However the compelling fitness of theme and event and the apt but unexpected imagery (the opening sentences compare the...

At a time when death has become an acceptable, even voguish subject in children's fiction, Natalie Babbitt comes through with a stylistic gem about living forever. 

Protected Winnie, the ten-year-old heroine, is not immortal, but when she comes upon young Jesse Tuck drinking from a secret spring in her parents' woods, she finds herself involved with a family who, having innocently drunk the same water some 87 years earlier, haven't aged a moment since.
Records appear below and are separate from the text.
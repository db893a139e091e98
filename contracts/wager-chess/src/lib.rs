#![no_std]

//! # Wager Chess
//!
//! Two-player escrowed chess without a referee. Both players stake the same
//! amount of a token into a shared pot, alternate moves under a per-move time
//! budget, and the contract decides who is owed the pot from stored state
//! alone.
//!
//! ## Game flow
//! 1. `init_game`: creator stakes, picks a turn time (≥ 5 minutes) and plays
//!    white. The game is listed as open.
//! 2. `join_game`: the second player matches the pot exactly. White moves.
//! 3. `make_move` / `submit_signed_state`: moves are checked by the rules
//!    engine contract. A signed state lets a player resume from a position
//!    the opponent attested to off-chain.
//! 4. The game ends by `surrender`, or by a claim that is either confirmed
//!    by the opponent or left uncontested for one turn window.
//! 5. `withdraw`: each side pulls what the escrow owes them.
//!
//! ## Dispute protocol
//! ```text
//!  Idle ──claim_win (waiting)──────────▶ WinClaimed
//!  Idle ──claim_timeout_started (waiting)▶ TimeoutClaimed
//!  Idle ──offer_draw (mover)───────────▶ DrawOfferByMover
//!  Idle ──offer_draw (waiting)─────────▶ DrawOfferByWaiting
//!  TimeoutClaimed ──offer_draw after 2×turn──▶ DrawOffer*
//!  DrawOfferByMover ──reject_draw (waiting)──▶ Idle
//!  any ──legal move by mover──▶ Idle
//! ```
//! Pending states are resolved by `claim_timeout_ended` once the window has
//! passed, or straight away by `confirm_game_ended` from the other side.
//!
//! ## Collaborators
//! - rules engine: initial position, move legality, check detection
//! - signature verifier: opponent countersignatures on board snapshots
//! - rating book: ELO update for every decided game

use soroban_sdk::{
    contract, contractclient, contracterror, contractevent, contractimpl, contracttype, token,
    Address, Bytes, BytesN, Env, String, Vec,
};

pub mod escrow;
pub mod rating;
pub mod registry;
pub mod signed_state;
pub mod timeout;
pub mod types;

pub use types::{BoardState, Game, TimeoutState};

use timeout::{Clock, Resolution};

// ═══════════════════════════════════════════════════════════════════════════════
//  Contract Events
// ═══════════════════════════════════════════════════════════════════════════════

#[contractevent]
pub struct EvGameCreated {
    pub game_id: BytesN<32>,
    pub player1: Address,
    pub alias: String,
    pub turn_time: u32,
    pub pot: i128,
}

#[contractevent]
pub struct EvGameJoined {
    pub game_id: BytesN<32>,
    pub player2: Address,
    pub alias: String,
    pub pot: i128,
}

/// Emitted for every applied move, with the resulting board.
#[contractevent]
pub struct EvMoved {
    pub game_id: BytesN<32>,
    pub player: Address,
    pub from: u32,
    pub to: u32,
    pub state: BoardState,
}

/// `timeout_state` uses the numeric codes documented on [`TimeoutState`].
#[contractevent]
pub struct EvTimeoutStateChanged {
    pub game_id: BytesN<32>,
    pub timeout_state: i32,
    pub timeout_started: u64,
}

#[contractevent]
pub struct EvDrawRejected {
    pub game_id: BytesN<32>,
    pub player: Address,
}

/// `winner` is `None` for a split pot.
#[contractevent]
pub struct EvGameEnded {
    pub game_id: BytesN<32>,
    pub winner: Option<Address>,
    pub player1_winnings: i128,
    pub player2_winnings: i128,
}

#[contractevent]
pub struct EvRatingUpdated {
    pub game_id: BytesN<32>,
    pub player1: Address,
    pub player1_score: u32,
    pub player2: Address,
    pub player2_score: u32,
}

/// The rating book rejected or could not take the result; the game is
/// settled anyway.
#[contractevent]
pub struct EvRatingSkipped {
    pub game_id: BytesN<32>,
}

#[contractevent]
pub struct EvWithdrawn {
    pub game_id: BytesN<32>,
    pub player: Address,
    pub amount: i128,
}

#[contractevent]
pub struct EvGameClosed {
    pub game_id: BytesN<32>,
    pub player: Address,
}

// ═══════════════════════════════════════════════════════════════════════════════
//  External trait interfaces
// ═══════════════════════════════════════════════════════════════════════════════

/// Board representation and move legality. `apply_move` fails the
/// invocation for an illegal move.
#[contractclient(name = "RulesEngineClient")]
pub trait RulesEngine {
    fn initial_state(env: Env) -> BoardState;

    fn apply_move(
        env: Env,
        state: BoardState,
        from: u32,
        to: u32,
        mover_is_white: bool,
    ) -> BoardState;

    fn is_in_check(env: Env, state: BoardState, king_position: u32, white: bool) -> bool;
}

#[contractclient(name = "SignatureVerifierClient")]
pub trait SignatureVerifier {
    fn verify(env: Env, signer: Address, message_hash: BytesN<32>, signature: BytesN<64>) -> bool;
}

/// `winner` is `None` for a draw.
#[contractclient(name = "RatingBookClient")]
pub trait RatingBook {
    fn record_result(
        env: Env,
        reporter: Address,
        player_a: Address,
        player_b: Address,
        winner: Option<Address>,
    );

    fn get_score(env: Env, player: Address) -> u32;
}

// ═══════════════════════════════════════════════════════════════════════════════
//  Errors
// ═══════════════════════════════════════════════════════════════════════════════

#[contracterror]
#[derive(Copy, Clone, Debug, Eq, PartialEq, PartialOrd, Ord)]
#[repr(u32)]
pub enum WagerError {
    GameNotFound = 1,
    GameAlreadyExists = 2,
    NotParticipant = 3,
    SelfPlayNotAllowed = 4,
    GameAlreadyEnded = 5,
    GameNotStarted = 6,
    GameAlreadyJoined = 7,
    NotYourTurn = 8,
    InvalidTimeoutState = 9,
    TimeoutWindowNotElapsed = 10,
    StakeMismatch = 11,
    InvalidStake = 12,
    InvalidTurnTime = 13,
    IllegalMove = 14,
    BadSignature = 15,
    StaleState = 16,
    NothingOwed = 17,
    TransferFailed = 18,
    GameNotEnded = 19,
    GameNotListed = 20,
    AdminNotSet = 21,
    TokenNotSet = 22,
    RulesNotSet = 23,
    VerifierNotSet = 24,
    RatingsNotSet = 25,
}

// ═══════════════════════════════════════════════════════════════════════════════
//  Storage keys & configuration
// ═══════════════════════════════════════════════════════════════════════════════

#[contracttype]
#[derive(Clone)]
enum StorageKey {
    Admin,
    Token,
    Rules,
    Verifier,
    Ratings,
    Game(BytesN<32>),
}

#[contracttype]
#[derive(Clone, Debug, Eq, PartialEq)]
pub struct Config {
    pub admin: Address,
    pub token: Address,
    pub rules: Address,
    pub verifier: Address,
    pub ratings: Address,
}

// ═══════════════════════════════════════════════════════════════════════════════
//  Constants
// ═══════════════════════════════════════════════════════════════════════════════

pub const MIN_TURN_TIME_MINUTES: u32 = 5;

// Ledger rate is approximately 5 seconds per ledger on Stellar
const LEDGER_RATE_SECS: u32 = 5;

// Escrowed games must outlive any realistic dispute: 180 days
const GAME_TTL_SECONDS: u32 = 180 * 24 * 60 * 60;
const GAME_TTL_LEDGERS: u32 = GAME_TTL_SECONDS / LEDGER_RATE_SECS; // 3,110,400 ledgers

/// Listing nodes share the game lifetime.
pub(crate) const INDEX_TTL_LEDGERS: u32 = GAME_TTL_LEDGERS;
Though the mood is delicate, there is no lack of action, with the Tucks (previously suspected of witchcraft) now pursued for kidnapping Winnie; Mae Tuck, the middle aged mother, striking and killing a stranger who is onto their secret and would sell the water; and Winnie taking Mae's place in prison so that the Tucks can get away before she is hanged from the neck until....? Though Babbitt makes the family a sad one, most of their reasons for discontent are circumstantial and there isn't a great deal of wisdom to be gleaned from their fate or Winnie's decision not to share it. 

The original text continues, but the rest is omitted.